Internal automated tests are done with Windows Server 2022 and samba shares -- such trivial task would've been catched easily.  Hence why I'm asking if a different server yields different results on the cifs.ko client.
Comment 6 Enzo Matsumiya 2024-07-05 15:29:47 UTC
Nevermind, I can reproduce it.

Fix coming soon.

Meanwhile, I used 'nohandlecache' mount option and it dint't hang.  Let me know what you get if you try it.
Comment 7 Rolf Wentland 2024-07-05 16:00:26 UTC
On my system the lookup occurs only with a Windows 11 23H2 machine. A FritzBox is a common SOHO router in Germany that provides a NAS option. Cifs mount does work without problem with the router box. I do not know what software is used in the router.

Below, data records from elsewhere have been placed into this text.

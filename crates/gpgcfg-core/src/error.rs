use std::time::Duration;

use thiserror::Error;

use crate::model::ArgType;

pub type Result<T> = std::result::Result<T, GpgCfgError>;

#[derive(Debug, Error)]
pub enum GpgCfgError {
    #[error("failed to execute gpgconf: program not found or cannot be started ('{program}': {source})")]
    ToolNotStarted {
        program: String,
        #[source]
        source: std::io::Error,
    },

    #[error("failed to execute gpgconf: program terminated unexpectedly")]
    ToolCrashed,

    #[error("failed to execute gpgconf: {reason} (exit code {code})")]
    ToolExit { code: i32, reason: String },

    #[error("gpgconf did not finish within {0:?}")]
    ToolTimeout(Duration),

    #[error(
        "could not start gpgconf to save '{component}'; check that gpgconf is in the PATH and that it can be started"
    )]
    SyncNotStarted { component: String },

    #[error("error from gpgconf while saving configuration of '{component}': {reason}")]
    SyncFailed { component: String, reason: String },

    #[error("option '{entry}' has type {actual}, accessor requires {expected}")]
    WrongArgType {
        entry: String,
        expected: &'static str,
        actual: ArgType,
    },

    #[error("option '{0}' is a list, use the list accessor")]
    IsList(String),

    #[error("option '{0}' is not a list")]
    NotList(String),

    #[error("invalid URL for option '{entry}': {reason}")]
    InvalidUrl { entry: String, reason: String },

    #[error("unknown component: '{0}'")]
    UnknownComponent(String),

    #[error("unknown option '{entry}' in component '{component}'")]
    UnknownEntry { component: String, entry: String },

    #[error("configuration error: {0}")]
    Config(String),

    #[error("I/O error: {0}")]
    Io(#[from] std::io::Error),
}

impl GpgCfgError {
    /// Build the error for a gpgconf run that exited with a non-zero code.
    ///
    /// gpgconf reports failures with errno-style exit codes, so the reason is
    /// the system's text for that errno.
    pub(crate) fn from_exit_code(code: i32) -> Self {
        GpgCfgError::ToolExit {
            code,
            reason: exit_code_reason(code),
        }
    }
}

pub(crate) fn exit_code_reason(code: i32) -> String {
    std::io::Error::from_raw_os_error(code).to_string()
}
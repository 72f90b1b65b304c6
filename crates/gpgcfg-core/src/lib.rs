pub mod codec;
pub mod config;
pub mod error;
pub mod ldap;
pub mod model;
pub mod platform;
pub mod registry;
pub mod tool;

pub use error::{GpgCfgError, Result};
pub use registry::CryptoConfig;
pub use tool::{GpgConfTool, ProcessGpgConf};

#[cfg(test)]
mod tests;
#[cfg(test)]
mod testutil;
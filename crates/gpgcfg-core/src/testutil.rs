use std::collections::HashMap;
use std::path::Path;
use std::sync::Mutex;

use crate::error::{GpgCfgError, Result};
use crate::tool::GpgConfTool;

/// In-memory stand-in for the gpgconf executable. Thread-safe via Mutex.
///
/// Canned output is served per sub-command, and every `--change-options`
/// call is recorded together with the contents of its input file.
pub struct FakeGpgConf {
    components: Mutex<Option<String>>,
    options: Mutex<HashMap<String, String>>,
    list_calls: Mutex<Vec<String>>,
    changes: Mutex<Vec<ChangeCall>>,
    fail_change: Mutex<Option<i32>>,
}

#[derive(Debug, Clone, PartialEq, Eq)]
pub struct ChangeCall {
    pub component: String,
    pub runtime: bool,
    pub input: String,
}

impl FakeGpgConf {
    pub fn new(components: &str) -> Self {
        Self {
            components: Mutex::new(Some(components.to_string())),
            options: Mutex::new(HashMap::new()),
            list_calls: Mutex::new(Vec::new()),
            changes: Mutex::new(Vec::new()),
            fail_change: Mutex::new(None),
        }
    }

    /// A gpgconf whose `--list-components` exits with code 2.
    pub fn broken() -> Self {
        let fake = Self::new("");
        *fake.components.lock().unwrap() = None;
        fake
    }

    pub fn with_options(self, component: &str, output: &str) -> Self {
        self.options
            .lock()
            .unwrap()
            .insert(component.to_string(), output.to_string());
        self
    }

    /// Make every following `--change-options` run fail with `code`.
    pub fn fail_changes(&self, code: Option<i32>) {
        *self.fail_change.lock().unwrap() = code;
    }

    /// Components whose options were listed, in call order.
    pub fn list_calls(&self) -> Vec<String> {
        self.list_calls.lock().unwrap().clone()
    }

    pub fn changes(&self) -> Vec<ChangeCall> {
        self.changes.lock().unwrap().clone()
    }
}

impl GpgConfTool for FakeGpgConf {
    fn list_components(&self) -> Result<String> {
        self.components
            .lock()
            .unwrap()
            .clone()
            .ok_or_else(|| GpgCfgError::from_exit_code(2))
    }

    fn list_options(&self, component: &str) -> Result<String> {
        self.list_calls.lock().unwrap().push(component.to_string());
        self.options
            .lock()
            .unwrap()
            .get(component)
            .cloned()
            .ok_or_else(|| GpgCfgError::from_exit_code(2))
    }

    fn change_options(&self, component: &str, runtime: bool, input: &Path) -> Result<()> {
        let input = std::fs::read_to_string(input)?;
        self.changes.lock().unwrap().push(ChangeCall {
            component: component.to_string(),
            runtime,
            input,
        });
        match *self.fail_change.lock().unwrap() {
            Some(code) => Err(GpgCfgError::SyncFailed {
                component: component.to_string(),
                reason: crate::error::exit_code_reason(code),
            }),
            None => Ok(()),
        }
    }
}

pub const COMPONENTS: &str = "\
gpg:OpenPGP
gpgsm:S/MIME
dirmngr:Network
";

/// `--list-options gpg` output shaped like a real GnuPG 2.2 listing.
pub const GPG_OPTIONS: &str = "\
Monitor:1:0:Options controlling the diagnostic output::::::
verbose:6:0:verbose:0:0:::0:3
quiet:0:0:be somewhat more quiet:0:0::::
Configuration:1:0:Options controlling the configuration::::::
default-key:0:0:use NAME as default secret key:1:1:NAME:::
encrypt-to:4:0:encrypt to user ID NAME as well:1:1:NAME:::\"alice,\"bob
auto-key-locate:4:0:use MECHANISMS to locate keys by mail address:1:1:MECHANISMS:::
Debug:1:2:Options useful for debugging::::::
debug-level:2:2:set the debugging level to LEVEL:1:1:LEVEL::\"none\":\"basic
Internal:1:1:Internal options::::::
compliance:0:3:compliance mode:1:1::::
";

pub const DIRMNGR_OPTIONS: &str = "\
Configuration:1:0:Options controlling the configuration::::::
ldaptimeout:24:1:set LDAP timeout to N seconds:3:3:N:15::
max-replies:16:1:return at most N items:2:2:N:10::
LDAP:1:1:Options for LDAP::::::
ldapserverlist-file:24:1:read LDAP server list from FILE:32:1:FILE:::
LDAP server:1:2:Configuration for LDAP servers::::::
ldapserver:4:2:use LDAP server:33:1:SERVER:::\"ldap.example.org%3a389%3a%3a%3aO=Example
";

pub fn fake() -> FakeGpgConf {
    FakeGpgConf::new(COMPONENTS)
        .with_options("gpg", GPG_OPTIONS)
        .with_options("dirmngr", DIRMNGR_OPTIONS)
}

Mounting the Windows 11 share with option 'nohandlecache' does solve the problem.
Comment 8 Enzo Matsumiya 2024-07-05 16:04:46 UTC
Thanks for confirming.

I checked if I was using 'nohandlecache' on my test systems and I wasn't.

So the problem is in my build system, that I'm still puzzled as I can't reproduce the bug with my self-built kernel.

I'm suspecting probably some kernel config, but will update the bug once I get the fix.
Comment 9 Jonas Groß 2024-07-05 16:07:12 UTC
I don't know the other side - it's in a corporate environment and my google-foo would not let me find how to find that information client side.
But I tried adding 'nohandlecache' to the mount options and it didn't lock up since then.

If you can point me to some tutorial or some other guidance I am happy to provide further info.
Comment 10 Enzo Matsumiya 2024-07-05 19:42:29 UTC
I've pushed the fix to our internal branches, Leap 15.6 should get it on next maintenance update.

If anyone wants to build + test the fixed kernel, please let me know so I push it to a public branch.

Meanwhile use the 'nohandlecache' mount option as a workaround, which should have little to no side effects (aside from some performance loss).